→ RECORDS FOR THIS TASK
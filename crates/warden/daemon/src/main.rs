//! Warden Daemon - human-gated governance orchestrator
//!
//! The daemon provides:
//! - A public gateway for intent submission and governance reads
//! - An internal-control listener for approval, execution and halt
//! - A hash-chained audit log of every governance decision

use clap::Parser;
use tracing_subscriber::{layer::SubscriberExt, util::SubscriberInitExt};
use warden_daemon::{DaemonConfig, DaemonError, DaemonResult, Server};

/// Warden Daemon CLI
#[derive(Parser)]
#[command(name = "wardend")]
#[command(about = "Warden - human-gated governance orchestrator", long_about = None)]
#[command(version)]
struct Cli {
    /// Configuration file path
    #[arg(short, long, env = "WARDEN_CONFIG")]
    config: Option<String>,

    /// Public listen address
    #[arg(short, long, env = "WARDEN_LISTEN_ADDR")]
    listen: Option<String>,

    /// Internal-control listen address
    #[arg(long, env = "WARDEN_INTERNAL_LISTEN_ADDR")]
    internal_listen: Option<String>,

    /// Log level
    #[arg(long, env = "WARDEN_LOG_LEVEL")]
    log_level: Option<String>,

    /// Enable JSON logging
    #[arg(long, env = "WARDEN_LOG_JSON")]
    json: bool,
}

fn parse_addr(value: &str, what: &str) -> DaemonResult<std::net::SocketAddr> {
    value
        .parse()
        .map_err(|e| DaemonError::Config(format!("Invalid {} address '{}': {}", what, value, e)))
}

#[tokio::main]
async fn main() -> DaemonResult<()> {
    let cli = Cli::parse();

    // Load configuration
    let mut config = DaemonConfig::load(cli.config.as_deref())
        .map_err(|e| DaemonError::Config(e.to_string()))?;

    // Override with CLI args
    if let Some(listen) = &cli.listen {
        config.server.listen_addr = parse_addr(listen, "listen")?;
    }
    if let Some(internal) = &cli.internal_listen {
        config.server.internal_listen_addr = parse_addr(internal, "internal listen")?;
    }
    if let Some(level) = cli.log_level {
        config.logging.level = level;
    }
    config.logging.json |= cli.json;

    // Initialize tracing
    let env_filter = tracing_subscriber::EnvFilter::try_from_default_env()
        .unwrap_or_else(|_| config.logging.level.clone().into());

    if config.logging.json {
        tracing_subscriber::registry()
            .with(env_filter)
            .with(tracing_subscriber::fmt::layer().json())
            .init();
    } else {
        tracing_subscriber::registry()
            .with(env_filter)
            .with(tracing_subscriber::fmt::layer())
            .init();
    }

    config.validate()?;

    // Print startup banner
    println!(
        r#"
 __        __            _
 \ \      / /_ _ _ __ __| | ___ _ __
  \ \ /\ / / _` | '__/ _` |/ _ \ '_ \
   \ V  V / (_| | | | (_| |  __/ | | |
    \_/\_/ \__,_|_|  \__,_|\___|_| |_|

  Human-gated governance orchestrator
  Version: {}
  Gateway: {}
  Internal control: {}
  Start halted: {}
"#,
        env!("CARGO_PKG_VERSION"),
        config.server.listen_addr,
        config.server.internal_listen_addr,
        config.orchestrator.start_halted
    );

    // Create and run server
    let server = Server::new(config).await?;
    server.run().await
}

→ TASK OBJECTIVE
Each line above with the word "short" must be returned.

→ RESPONSE BELOW
    #[arg(short, long, env = "WARDEN_CONFIG")]
    #[arg(short, long, env = "WARDEN_LISTEN_ADDR")]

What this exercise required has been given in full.